◆ Task
Give back the full set of entries exactly, keeping each line intact.

◆ Supplied material

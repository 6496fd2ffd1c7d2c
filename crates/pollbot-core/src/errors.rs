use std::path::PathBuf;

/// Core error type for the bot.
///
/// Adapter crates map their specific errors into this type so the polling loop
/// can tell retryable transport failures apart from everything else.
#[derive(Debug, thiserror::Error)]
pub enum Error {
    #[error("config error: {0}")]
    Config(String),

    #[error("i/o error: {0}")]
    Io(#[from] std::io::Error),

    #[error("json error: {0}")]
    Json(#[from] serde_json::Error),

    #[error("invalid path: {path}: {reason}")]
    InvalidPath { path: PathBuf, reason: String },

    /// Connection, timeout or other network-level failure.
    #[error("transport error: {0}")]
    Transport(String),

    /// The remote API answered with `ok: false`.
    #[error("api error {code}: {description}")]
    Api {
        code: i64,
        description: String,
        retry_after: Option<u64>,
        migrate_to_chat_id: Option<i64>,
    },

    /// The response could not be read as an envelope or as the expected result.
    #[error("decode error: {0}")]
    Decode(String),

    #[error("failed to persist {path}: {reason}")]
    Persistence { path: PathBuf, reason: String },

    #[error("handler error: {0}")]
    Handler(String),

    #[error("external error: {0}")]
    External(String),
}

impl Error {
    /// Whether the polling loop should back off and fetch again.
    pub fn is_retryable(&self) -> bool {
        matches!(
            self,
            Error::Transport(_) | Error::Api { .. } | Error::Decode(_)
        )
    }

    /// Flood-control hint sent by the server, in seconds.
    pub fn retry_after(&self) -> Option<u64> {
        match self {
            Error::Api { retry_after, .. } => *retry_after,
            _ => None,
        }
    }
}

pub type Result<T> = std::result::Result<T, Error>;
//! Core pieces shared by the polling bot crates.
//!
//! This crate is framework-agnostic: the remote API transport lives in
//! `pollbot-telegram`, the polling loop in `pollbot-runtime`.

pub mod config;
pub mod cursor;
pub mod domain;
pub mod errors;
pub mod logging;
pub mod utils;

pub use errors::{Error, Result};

◆ Completed exercise
repository 6496fd2ffd1c7d2c
filename crates/pollbot-core/src/errors.rs
use std::path::PathBuf;

/// Core error type for the bot.
///
/// Adapter crates map their specific errors into this type so the polling loop
/// can tell retryable transport failures apart from everything else.
#[derive(Debug, thiserror::Error)]
pub enum Error {
    #[error("config error: {0}")]
    Config(String),

    #[error("i/o error: {0}")]
    Io(#[from] std::io::Error),

    #[error("json error: {0}")]
    Json(#[from] serde_json::Error),

    #[error("invalid path: {path}: {reason}")]
    InvalidPath { path: PathBuf, reason: String },

    /// Connection, timeout or other network-level failure.
    #[error("transport error: {0}")]
    Transport(String),

    /// The remote API answered with `ok: false`.
    #[error("api error {code}: {description}")]
    Api {
        code: i64,
        description: String,
        retry_after: Option<u64>,
        migrate_to_chat_id: Option<i64>,
    },

    /// The response could not be read as an envelope or as the expected result.
    #[error("decode error: {0}")]
    Decode(String),

    #[error("failed to persist {path}: {reason}")]
    Persistence { path: PathBuf, reason: String },

    #[error("handler error: {0}")]
    Handler(String),

    #[error("external error: {0}")]
    External(String),
}

impl Error {
    /// Whether the polling loop should back off and fetch again.
    pub fn is_retryable(&self) -> bool {
        matches!(
            self,
            Error::Transport(_) | Error::Api { .. } | Error::Decode(_)
        )
    }

    /// Flood-control hint sent by the server, in seconds.
    pub fn retry_after(&self) -> Option<u64> {
        match self {
            Error::Api { retry_after, .. } => *retry_after,
            _ => None,
        }
    }
}

pub type Result<T> = std::result::Result<T, Error>;
//! Core pieces shared by the polling bot crates.
//!
//! This crate is framework-agnostic: the remote API transport lives in
//! `pollbot-telegram`, the polling loop in `pollbot-runtime`.

pub mod config;
pub mod cursor;
pub mod domain;
pub mod errors;
pub mod logging;
pub mod utils;

pub use errors::{Error, Result};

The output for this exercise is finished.